The U.S. Federal Reserve last month signaled that interest rates are likely to stay at zero through 2023, vowing to wait on rate hikes until inflation reaches 2% and is set to rise moderately above that level for a time, Reuters reports.
How much above 2%, for how long, and how the central bank might speed the process forward – the new guidance doesn’t say.
Minutes of the Fed’s September meeting to be published Wednesday at 2 p.m. EDT (1800 GMT) should provide a window into the Fed’s internal debate on those issues and, perhaps, some new answers on what it will mean in practice.
With an ongoing pandemic that’s claimed more than 210,000 U.S. lives and a recession that has left millions without jobs, it’s clear there is a lot at stake.

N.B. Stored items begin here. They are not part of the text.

use futures::future::join_all;
use serde::Serialize;
use crate::interfaces::price_oracle::PriceOracle;
use crate::types::price::Price;
use crate::types::symbol::Symbol;

#[derive(Clone, Debug, PartialEq, Serialize)]
pub struct Quote {
    pub symbol: Symbol,
    /// `None` when the oracle could not produce a price.
    pub price: Option<Price>,
}

/// Quotes every symbol concurrently, returned in input order.
pub async fn quote_watchlist(oracle: &dyn PriceOracle, symbols: &[Symbol]) -> Vec<Quote> {
    let lookups = join_all(symbols.iter().map(|symbol| oracle.get_price(symbol))).await;

    symbols
        .iter()
        .zip(lookups)
        .map(|(symbol, lookup)| {
            if let Err(reason) = lookup {
                tracing::debug!("No quote for {}: {}", symbol, reason);
            }
            Quote {
                symbol: symbol.clone(),
                price: lookup.ok(),
            }
        })
        .collect()
}

#[cfg(test)]
mod tests {
    use super::*;
    use crate::price_infra::connectors::static_feed::StaticPriceFeed;
    use rust_decimal_macros::dec;

    #[tokio::test]
    async fn preserves_order_and_marks_missing_quotes() {
        let feed = StaticPriceFeed::new();
        let symbols: Vec<Symbol> = ["MSFT", "ZZZ", "AAPL"]
            .iter()
            .map(|raw| Symbol::parse(raw).unwrap())
            .collect();
        feed.set_price(symbols[0].clone(), dec!(400));
        feed.set_price(symbols[2].clone(), dec!(190));

        let quotes = quote_watchlist(&feed, &symbols).await;

        assert_eq!(quotes.len(), 3);
        assert_eq!(quotes[0].symbol, symbols[0]);
        assert_eq!(quotes[0].price, Price::new(dec!(400)));
        assert_eq!(quotes[1].price, None);
        assert_eq!(quotes[2].price, Price::new(dec!(190)));
    }
}
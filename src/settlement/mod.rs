use std::sync::Arc;
use crate::config::store::{StoreBackend, StoreConfig};
use crate::error::Result;
use crate::interfaces::ledger_store::LedgerStore;

pub mod cost_basis;
pub mod memory;
pub mod sqlite;

pub fn open_store(config: &StoreConfig) -> Result<Arc<dyn LedgerStore>> {
    match config.backend {
        StoreBackend::Memory => {
            tracing::info!("Using in-memory ledger store");
            Ok(Arc::new(memory::MemoryStore::new()))
        }
        StoreBackend::Sqlite => Ok(Arc::new(sqlite::SqliteStore::open(config.sqlite_path.clone())?)),
    }
}
use serde::{Deserialize, Serialize};
use crate::auth::credentials::CredentialDigest;
use crate::types::balance::Balance;
use crate::types::ids::UserId;
use crate::types::timestamp::Timestamp;

#[derive(Clone, Debug, PartialEq, Serialize, Deserialize)]
pub struct Account {
    pub user_id: UserId,
    pub balance: Balance,
    pub credential: Option<CredentialDigest>,
    pub created_at: Timestamp,
    pub updated_at: Timestamp,
}

impl Account {
    pub fn new(user_id: UserId, credential: Option<CredentialDigest>) -> Self {
        let now = Timestamp::now();
        Account {
            user_id,
            balance: Balance::zero(),
            credential,
            created_at: now,
            updated_at: now,
        }
    }

    /// Copy of this account carrying a settled balance.
    pub fn with_balance(&self, balance: Balance) -> Self {
        Account {
            balance,
            updated_at: Timestamp::now(),
            ..self.clone()
        }
    }
}
pub mod pnl;
pub mod pre_trade_check;
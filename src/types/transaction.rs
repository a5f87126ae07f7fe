use serde::{Deserialize, Serialize};
use std::fmt;
use std::str::FromStr;
use crate::types::ids::{TransactionId, UserId};
use crate::types::price::Price;
use crate::types::quantity::Quantity;
use crate::types::symbol::Symbol;
use crate::types::timestamp::Timestamp;

#[derive(Clone, Copy, Debug, PartialEq, Eq, Hash, Serialize, Deserialize)]
#[serde(rename_all = "UPPERCASE")]
pub enum Side {
    Buy,
    Sell,
}

impl Side {
    pub fn as_str(&self) -> &'static str {
        match self {
            Side::Buy => "BUY",
            Side::Sell => "SELL",
        }
    }

    pub fn past_tense(&self) -> &'static str {
        match self {
            Side::Buy => "Bought",
            Side::Sell => "Sold",
        }
    }
}

impl fmt::Display for Side {
    fn fmt(&self, f: &mut fmt::Formatter<'_>) -> fmt::Result {
        f.write_str(self.as_str())
    }
}

impl FromStr for Side {
    type Err = String;

    fn from_str(s: &str) -> Result<Self, Self::Err> {
        match s {
            "BUY" => Ok(Side::Buy),
            "SELL" => Ok(Side::Sell),
            other => Err(format!("unknown side: {other}")),
        }
    }
}

/// A trade waiting to be appended; the store assigns its id on commit.
#[derive(Clone, Debug, PartialEq, Serialize, Deserialize)]
pub struct TradeRecord {
    pub user_id: UserId,
    pub symbol: Symbol,
    pub quantity: Quantity,
    pub price: Price,
    pub side: Side,
    pub timestamp: Timestamp,
}

impl TradeRecord {
    pub fn new(user_id: UserId, symbol: Symbol, quantity: Quantity, price: Price, side: Side) -> Self {
        TradeRecord {
            user_id,
            symbol,
            quantity,
            price,
            side,
            timestamp: Timestamp::now(),
        }
    }

    pub fn into_transaction(self, id: TransactionId) -> Transaction {
        Transaction {
            id,
            user_id: self.user_id,
            symbol: self.symbol,
            quantity: self.quantity,
            price: self.price,
            side: self.side,
            timestamp: self.timestamp,
        }
    }
}

/// Immutable journal entry for an executed trade.
#[derive(Clone, Debug, PartialEq, Serialize, Deserialize)]
pub struct Transaction {
    pub id: TransactionId,
    pub user_id: UserId,
    pub symbol: Symbol,
    pub quantity: Quantity,
    pub price: Price,
    pub side: Side,
    pub timestamp: Timestamp,
}

/// Most-recent-first: timestamp descending, then id descending.
pub fn sort_most_recent_first(transactions: &mut [Transaction]) {
    transactions.sort_by(|a, b| b.timestamp.cmp(&a.timestamp).then(b.id.cmp(&a.id)));
}
use rust_decimal::Decimal;
use serde::{Deserialize, Serialize};
use std::collections::HashMap;

#[derive(Clone, Copy, Debug, PartialEq, Eq, Deserialize, Serialize)]
#[serde(rename_all = "snake_case")]
pub enum OracleProvider {
    Static,
    AlphaVantage,
}

#[derive(Clone, Debug, Deserialize, Serialize)]
#[serde(default)]
pub struct OracleConfig {
    pub provider: OracleProvider,
    pub base_url: String,
    pub api_key: String,
    pub timeout_secs: u64,
    /// Zero disables the quote cache.
    pub cache_ttl_secs: u64,
    pub rate_limit_cooldown_secs: u64,
    pub static_prices: HashMap<String, Decimal>,
}

impl Default for OracleConfig {
    fn default() -> Self {
        OracleConfig {
            provider: OracleProvider::Static,
            base_url: "https://www.alphavantage.co".to_string(),
            api_key: "demo".to_string(),
            timeout_secs: 5,
            cache_ttl_secs: 60,
            rate_limit_cooldown_secs: 60,
            static_prices: HashMap::new(),
        }
    }
}
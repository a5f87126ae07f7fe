use crate::error::Result;
use crate::types::account::Account;
use crate::types::holding::Holding;
use crate::types::ids::UserId;
use crate::types::symbol::Symbol;
use crate::types::transaction::{TradeRecord, Transaction};

/// What a commit does to the (identity, symbol) holding record.
#[derive(Clone, Debug, PartialEq)]
pub enum HoldingChange {
    Unchanged,
    Upsert(Holding),
    Remove { user_id: UserId, symbol: Symbol },
}

/// Everything one ledger operation writes. Applied entirely or not at all.
#[derive(Clone, Debug)]
pub struct LedgerCommit {
    pub account: Account,
    pub holding: HoldingChange,
    pub trade: Option<TradeRecord>,
}

impl LedgerCommit {
    pub fn balance_only(account: Account) -> Self {
        LedgerCommit {
            account,
            holding: HoldingChange::Unchanged,
            trade: None,
        }
    }
}

/// Durable account, holding and transaction records. No business logic.
pub trait LedgerStore: Send + Sync {
    /// Insert a new account; fails with `AccountAlreadyExists` if taken.
    fn insert_account(&self, account: &Account) -> Result<()>;

    fn account(&self, user_id: &UserId) -> Result<Option<Account>>;

    fn accounts(&self) -> Result<Vec<Account>>;

    fn holding(&self, user_id: &UserId, symbol: &Symbol) -> Result<Option<Holding>>;

    /// Holdings of one identity ordered by symbol.
    fn holdings(&self, user_id: &UserId) -> Result<Vec<Holding>>;

    /// Every holding in the store, ordered by identity then symbol.
    fn all_holdings(&self) -> Result<Vec<Holding>>;

    /// Transactions of one identity, most recent first.
    fn transactions(&self, user_id: &UserId) -> Result<Vec<Transaction>>;

    /// Atomically apply the commit. The account must already exist. Returns
    /// the appended transaction when the commit carried a trade.
    fn commit(&self, commit: LedgerCommit) -> Result<Option<Transaction>>;
}
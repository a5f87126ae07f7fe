use async_trait::async_trait;
use dashmap::DashMap;
use std::sync::Arc;
use std::time::Duration;
use tokio::time::Instant;
use crate::interfaces::price_oracle::{PriceLookup, PriceOracle};
use crate::observability::metrics::ORACLE_CACHE_HITS;
use crate::types::price::Price;
use crate::types::symbol::Symbol;

struct CachedQuote {
    price: Price,
    fetched_at: Instant,
}

/// TTL cache in front of another oracle. Only successful lookups are cached,
/// and an entry older than the TTL is never served.
pub struct CachedPriceOracle {
    inner: Arc<dyn PriceOracle>,
    ttl: Duration,
    entries: DashMap<Symbol, CachedQuote>,
}

impl CachedPriceOracle {
    pub fn new(inner: Arc<dyn PriceOracle>, ttl: Duration) -> Self {
        CachedPriceOracle {
            inner,
            ttl,
            entries: DashMap::new(),
        }
    }

    /// Serves an unexpired entry. An expired one is evicted on sight.
    fn fresh(&self, symbol: &Symbol) -> Option<Price> {
        let expired = match self.entries.get(symbol) {
            Some(entry) if entry.fetched_at.elapsed() < self.ttl => return Some(entry.price),
            Some(_) => true,
            None => false,
        };
        // The read guard is gone here; removing under it would deadlock the shard
        if expired {
            self.entries
                .remove_if(symbol, |_, entry| entry.fetched_at.elapsed() >= self.ttl);
        }
        None
    }

    pub fn invalidate(&self, symbol: &Symbol) {
        self.entries.remove(symbol);
    }

    pub fn len(&self) -> usize {
        self.entries.len()
    }

    pub fn is_empty(&self) -> bool {
        self.entries.is_empty()
    }
}

#[async_trait]
impl PriceOracle for CachedPriceOracle {
    async fn get_price(&self, symbol: &Symbol) -> PriceLookup {
        if let Some(price) = self.fresh(symbol) {
            ORACLE_CACHE_HITS.inc();
            return Ok(price);
        }

        let lookup = self.inner.get_price(symbol).await;
        if let Ok(price) = lookup {
            self.entries.insert(
                symbol.clone(),
                CachedQuote {
                    price,
                    fetched_at: Instant::now(),
                },
            );
        }
        lookup
    }
}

Fed Chair Jerome Powell warned Tuesday that the outlook for the U.S. economy is “highly uncertain,” and that too little policy support could lead to more household and business insolvencies and “recessionary dynamics” where a weak recovery feeds on itself.
The minutes may show how widely shared that concern is.
In remarks since the September meeting, St. Louis Fed President James Bullard for one has said he expects the U.S. economy to notch a near-full recovery from the coronavirus recession by year’s end.
On the other end of the spectrum is Boston Fed President Eric Rosengren, who has warned that a second wave of Covid-19 this fall and winter could set the recovery back and create a credit crunch.
With just a few weeks until Nov. 3 when Americans pick their next president, which way the economy develops could spell a very different policy environment for whoever wins at the ballot box.
The Fed’s September decision drew two dissents. Dallas Fed President Robert Kaplan thought it tied the Fed’s hands unnecessarily. Minneapolis Fed President Neel Kashkari wanted an even higher bar for future rate hikes.
But even among those who supported the decision, the minutes may show a range of views on how it should be carried out. Of particular interest will be any evidence of appetite for adding to the Fed’s $7.1 trillion stash of bonds and other assets to ease policy further, either soon or once the recovery is further along.
Fed policymakers appear divided on how high the Fed should try to push inflation, which for years has failed to meet the Fed’s 2% target and is expected to end this year well below that level.
Chicago Fed President Charles Evans wants to get core inflation up to 2.5%, and for it to stay there for a while. Kaplan, by contrast, said last week he would be uncomfortable with 2.5% inflation, and worries about excess risk-taking with rates at zero for too long.